Required work:
Locate each line below that includes "read" and reproduce it.

Data for this task:
//! Error types for Rulestream
//!
//! Rule-local failures ([`CriteriaEvalError`], [`RenderError`],
//! [`SubmissionError`]) are turned into enforcement records by the engine.
//! Infrastructure failures travel as [`Error`].

use std::fmt;

use crate::rule::{Operator, TypeHint};

/// Result type alias using Rulestream's Error type
pub type Result<T> = std::result::Result<T, Error>;

/// Core error type for Rulestream operations
#[derive(Debug, thiserror::Error)]
pub enum Error {
    /// Criteria evaluation errors
    #[error("criteria error: {0}")]
    Criteria(#[from] CriteriaEvalError),

    /// Parameter rendering errors
    #[error("render error: {0}")]
    Render(#[from] RenderError),

    /// Action submission errors
    #[error("submission error: {0}")]
    Submission(#[from] SubmissionError),

    /// The rule repository could not be read
    #[error("rule repository unavailable: {0}")]
    RepositoryUnavailable(String),

    /// Enforcement or trigger instance store errors
    #[error("store error: {0}")]
    Store(String),

    /// Event queue errors
    #[error("queue error: {0}")]
    Queue(String),

    /// Configuration errors
    #[error("configuration error: {0}")]
    Config(String),

    /// Network/IO errors
    #[error("io error: {0}")]
    Io(#[from] std::io::Error),

    /// Serialization errors
    #[error("serialization error: {0}")]
    Serialization(#[from] serde_json::Error),

    /// Generic internal errors
    #[error("internal error: {0}")]
    Internal(String),
}

impl Error {
    /// Create a new repository-unavailable error
    pub fn repository(msg: impl Into<String>) -> Self {
        Self::RepositoryUnavailable(msg.into())
    }

    /// Create a new store error
    pub fn store(msg: impl Into<String>) -> Self {
        Self::Store(msg.into())
    }

    /// Create a new queue error
    pub fn queue(msg: impl Into<String>) -> Self {
        Self::Queue(msg.into())
    }

    /// Create a new configuration error
    pub fn config(msg: impl Into<String>) -> Self {
        Self::Config(msg.into())
    }

    /// Create a new internal error
    pub fn internal(msg: impl Into<String>) -> Self {
        Self::Internal(msg.into())
    }

    /// Whether retrying the same operation later can succeed
    pub fn is_retryable(&self) -> bool {
        match self {
            Self::RepositoryUnavailable(_) | Self::Store(_) | Self::Queue(_) | Self::Io(_) => true,
            Self::Submission(e) => e.is_transient(),
            _ => false,
        }
    }
}

/// A predicate that cannot be evaluated as written.
///
/// Absent fields and uncastable payload values are not errors; they are
/// plain non-matches.
#[derive(Debug, Clone, PartialEq, thiserror::Error)]
pub enum CriteriaEvalError {
    #[error("operator '{operator}' on '{field}' requires a value")]
    MissingOperand { field: String, operator: Operator },

    #[error("invalid regex '{pattern}' on '{field}': {reason}")]
    InvalidRegex {
        field: String,
        pattern: String,
        reason: String,
    },

    #[error("value {value} on '{field}' cannot be read as {type_hint}")]
    UncastableOperand {
        field: String,
        type_hint: TypeHint,
        value: String,
    },

    #[error("operator '{operator}' on '{field}': {reason}")]
    InvalidOperand {
        field: String,
        operator: Operator,
        reason: String,
    },
}

/// Template substitution failed for an action parameter
#[derive(Debug, Clone, PartialEq, thiserror::Error)]
#[error("failed to render parameter '{parameter}': {reason}")]
pub struct RenderError {
    pub parameter: String,
    pub reason: String,
}

impl RenderError {
    pub fn new(parameter: impl Into<String>, reason: impl Into<String>) -> Self {
        Self {
            parameter: parameter.into(),
            reason: reason.into(),
        }
    }
}

/// Whether a failed submission may succeed when retried
#[derive(Debug, Clone, Copy, PartialEq, Eq)]
pub enum SubmissionErrorKind {
    Transient,
    Permanent,
    /// No answer within the submission timeout; retried like `Transient`
    Timeout,
}

impl fmt::Display for SubmissionErrorKind {
    fn fmt(&self, f: &mut fmt::Formatter<'_>) -> fmt::Result {
        match self {
            Self::Transient => f.write_str("transient"),
            Self::Permanent => f.write_str("permanent"),
            Self::Timeout => f.write_str("timeout"),
        }
    }
}

/// The action-execution subsystem rejected or failed a request
#[derive(Debug, Clone, PartialEq, thiserror::Error)]
#[error("{kind} submission failure: {message}")]
pub struct SubmissionError {
    pub kind: SubmissionErrorKind,
    pub message: String,
}

impl SubmissionError {
    /// Create a retryable submission error
    pub fn transient(message: impl Into<String>) -> Self {
        Self {
            kind: SubmissionErrorKind::Transient,
            message: message.into(),
        }
    }

    /// Create a non-retryable submission error
    pub fn permanent(message: impl Into<String>) -> Self {
        Self {
            kind: SubmissionErrorKind::Permanent,
            message: message.into(),
        }
    }

    /// Submission did not complete within the timeout
    pub fn timeout(after_ms: u64) -> Self {
        Self {
            kind: SubmissionErrorKind::Timeout,
            message: format!("timed out after {}ms", after_ms),
        }
    }

    pub fn is_timeout(&self) -> bool {
        self.kind == SubmissionErrorKind::Timeout
    }

    pub fn is_transient(&self) -> bool {
        matches!(
            self.kind,
            SubmissionErrorKind::Transient | SubmissionErrorKind::Timeout
        )
    }
}

#[cfg(test)]
mod tests {
    use super::*;

    #[test]
    fn test_submission_error_kinds() {
        assert!(SubmissionError::transient("busy").is_transient());
        assert!(!SubmissionError::permanent("no such action").is_transient());
        let timeout = SubmissionError::timeout(250);
        assert_eq!(timeout.kind, SubmissionErrorKind::Timeout);
        assert!(timeout.is_timeout());
        assert!(timeout.is_transient());
        assert!(!SubmissionError::transient("busy").is_timeout());
        assert_eq!(
            timeout.to_string(),
            "timeout submission failure: timed out after 250ms"
        );
    }

    #[test]
    fn test_retryable_classification() {
        assert!(Error::repository("db down").is_retryable());
        assert!(Error::from(SubmissionError::transient("busy")).is_retryable());
        assert!(!Error::from(SubmissionError::permanent("bad ref")).is_retryable());
        assert!(Error::from(SubmissionError::timeout(100)).is_retryable());
        assert!(!Error::config("workers must be > 0").is_retryable());
    }

    #[test]
    fn test_criteria_error_message() {
        let err = CriteriaEvalError::MissingOperand {
            field: "severity".to_string(),
            operator: Operator::Equals,
        };
        assert_eq!(
            err.to_string(),
            "operator 'equals' on 'severity' requires a value"
        );
    }
}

Answer to this task:
    /// The rule repository could not be read
    #[error("value {value} on '{field}' cannot be read as {type_hint}")]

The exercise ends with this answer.